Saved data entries
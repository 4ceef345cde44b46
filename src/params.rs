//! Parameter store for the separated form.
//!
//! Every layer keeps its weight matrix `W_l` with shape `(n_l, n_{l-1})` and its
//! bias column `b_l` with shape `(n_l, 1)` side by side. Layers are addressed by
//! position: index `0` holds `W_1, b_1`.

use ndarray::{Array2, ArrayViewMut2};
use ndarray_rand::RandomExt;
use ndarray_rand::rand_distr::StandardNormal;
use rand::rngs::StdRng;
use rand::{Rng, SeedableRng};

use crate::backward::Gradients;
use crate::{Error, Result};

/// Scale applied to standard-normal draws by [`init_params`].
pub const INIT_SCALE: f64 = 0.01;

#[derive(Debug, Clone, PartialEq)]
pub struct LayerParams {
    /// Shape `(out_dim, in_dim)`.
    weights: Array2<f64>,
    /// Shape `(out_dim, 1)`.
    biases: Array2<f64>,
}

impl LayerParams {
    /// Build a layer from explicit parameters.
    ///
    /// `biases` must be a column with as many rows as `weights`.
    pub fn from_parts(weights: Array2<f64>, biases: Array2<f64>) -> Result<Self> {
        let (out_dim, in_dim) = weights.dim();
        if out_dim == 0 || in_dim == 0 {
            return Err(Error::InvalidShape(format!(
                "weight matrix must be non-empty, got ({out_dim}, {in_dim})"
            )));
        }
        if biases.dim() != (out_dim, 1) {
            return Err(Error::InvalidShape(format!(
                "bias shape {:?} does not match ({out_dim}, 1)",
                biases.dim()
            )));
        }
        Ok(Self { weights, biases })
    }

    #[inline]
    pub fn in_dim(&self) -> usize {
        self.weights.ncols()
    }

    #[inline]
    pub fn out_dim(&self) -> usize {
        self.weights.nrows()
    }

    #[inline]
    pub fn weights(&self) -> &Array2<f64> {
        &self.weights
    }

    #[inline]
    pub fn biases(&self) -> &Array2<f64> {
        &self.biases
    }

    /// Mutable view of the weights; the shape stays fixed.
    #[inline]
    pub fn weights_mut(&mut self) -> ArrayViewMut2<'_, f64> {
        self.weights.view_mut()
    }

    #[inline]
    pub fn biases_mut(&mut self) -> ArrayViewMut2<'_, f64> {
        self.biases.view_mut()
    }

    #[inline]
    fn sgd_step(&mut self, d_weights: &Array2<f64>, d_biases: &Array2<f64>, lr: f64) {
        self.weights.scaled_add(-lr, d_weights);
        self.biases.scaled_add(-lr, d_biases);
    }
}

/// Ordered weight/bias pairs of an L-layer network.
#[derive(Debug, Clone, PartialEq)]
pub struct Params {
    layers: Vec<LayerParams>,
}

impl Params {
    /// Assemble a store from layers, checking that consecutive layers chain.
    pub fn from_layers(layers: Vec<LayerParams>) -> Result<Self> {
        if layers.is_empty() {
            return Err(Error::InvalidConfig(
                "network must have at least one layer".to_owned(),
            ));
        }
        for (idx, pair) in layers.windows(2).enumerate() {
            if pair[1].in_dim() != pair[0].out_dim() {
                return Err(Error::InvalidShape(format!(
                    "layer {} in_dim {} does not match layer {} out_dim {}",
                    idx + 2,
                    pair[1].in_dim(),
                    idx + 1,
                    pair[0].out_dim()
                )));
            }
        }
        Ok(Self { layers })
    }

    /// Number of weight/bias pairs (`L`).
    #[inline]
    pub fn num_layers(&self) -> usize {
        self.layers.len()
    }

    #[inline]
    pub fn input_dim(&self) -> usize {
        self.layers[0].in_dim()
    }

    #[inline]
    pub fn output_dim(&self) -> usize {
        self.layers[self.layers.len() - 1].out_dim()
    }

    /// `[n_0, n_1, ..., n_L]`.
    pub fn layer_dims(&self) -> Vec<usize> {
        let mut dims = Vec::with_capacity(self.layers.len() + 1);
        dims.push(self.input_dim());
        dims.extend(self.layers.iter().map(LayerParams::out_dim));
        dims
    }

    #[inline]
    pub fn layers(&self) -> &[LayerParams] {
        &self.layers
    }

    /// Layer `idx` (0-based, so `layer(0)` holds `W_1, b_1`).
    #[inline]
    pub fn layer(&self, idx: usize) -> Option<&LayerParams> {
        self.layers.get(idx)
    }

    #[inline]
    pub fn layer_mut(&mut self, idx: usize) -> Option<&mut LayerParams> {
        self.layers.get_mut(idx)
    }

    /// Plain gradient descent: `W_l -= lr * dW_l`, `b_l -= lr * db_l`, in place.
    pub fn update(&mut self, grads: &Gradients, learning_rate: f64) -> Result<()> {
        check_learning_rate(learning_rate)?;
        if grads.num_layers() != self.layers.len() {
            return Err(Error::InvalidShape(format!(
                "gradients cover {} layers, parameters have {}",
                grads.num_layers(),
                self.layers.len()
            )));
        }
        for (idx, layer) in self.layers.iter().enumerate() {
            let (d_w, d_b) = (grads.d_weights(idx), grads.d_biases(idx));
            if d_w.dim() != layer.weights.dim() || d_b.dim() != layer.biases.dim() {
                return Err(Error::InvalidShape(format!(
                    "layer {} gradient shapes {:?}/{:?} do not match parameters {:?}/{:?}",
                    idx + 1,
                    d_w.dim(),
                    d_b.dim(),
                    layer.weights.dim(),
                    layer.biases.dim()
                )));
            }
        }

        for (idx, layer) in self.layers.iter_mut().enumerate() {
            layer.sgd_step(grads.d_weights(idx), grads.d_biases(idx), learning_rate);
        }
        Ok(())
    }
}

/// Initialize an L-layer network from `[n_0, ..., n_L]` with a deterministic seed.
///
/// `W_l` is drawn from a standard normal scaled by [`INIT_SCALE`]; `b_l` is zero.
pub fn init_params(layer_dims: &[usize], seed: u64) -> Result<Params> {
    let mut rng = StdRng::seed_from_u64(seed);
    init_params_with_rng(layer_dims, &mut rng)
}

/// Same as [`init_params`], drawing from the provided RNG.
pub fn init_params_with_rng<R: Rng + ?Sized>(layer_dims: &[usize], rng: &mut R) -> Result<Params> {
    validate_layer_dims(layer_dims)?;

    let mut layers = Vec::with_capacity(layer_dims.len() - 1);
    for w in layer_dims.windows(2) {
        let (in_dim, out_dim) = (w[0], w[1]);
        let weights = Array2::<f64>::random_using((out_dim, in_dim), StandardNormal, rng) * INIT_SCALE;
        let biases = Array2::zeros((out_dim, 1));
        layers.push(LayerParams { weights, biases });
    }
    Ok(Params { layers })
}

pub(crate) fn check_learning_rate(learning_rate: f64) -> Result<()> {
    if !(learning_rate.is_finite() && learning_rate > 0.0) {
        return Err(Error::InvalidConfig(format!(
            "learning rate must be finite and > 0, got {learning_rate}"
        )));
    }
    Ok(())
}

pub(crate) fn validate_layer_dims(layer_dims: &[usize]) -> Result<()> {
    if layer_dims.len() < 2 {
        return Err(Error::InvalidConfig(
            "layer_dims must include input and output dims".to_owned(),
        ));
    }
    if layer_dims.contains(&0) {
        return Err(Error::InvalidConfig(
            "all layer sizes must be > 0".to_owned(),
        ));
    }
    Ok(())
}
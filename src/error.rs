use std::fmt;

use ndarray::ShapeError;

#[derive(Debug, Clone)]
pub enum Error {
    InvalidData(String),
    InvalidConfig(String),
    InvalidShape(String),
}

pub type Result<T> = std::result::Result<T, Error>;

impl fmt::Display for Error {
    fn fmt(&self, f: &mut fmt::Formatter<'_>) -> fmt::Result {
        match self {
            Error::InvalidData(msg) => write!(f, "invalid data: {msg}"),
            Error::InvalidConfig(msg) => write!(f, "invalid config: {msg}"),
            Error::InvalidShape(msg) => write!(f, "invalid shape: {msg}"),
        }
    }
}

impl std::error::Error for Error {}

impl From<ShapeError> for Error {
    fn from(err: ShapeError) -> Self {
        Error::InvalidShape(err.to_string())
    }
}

### Activity
Every line above with the word "struct" is to be copied out.

### Output
pub struct LayerParams {
pub struct Params {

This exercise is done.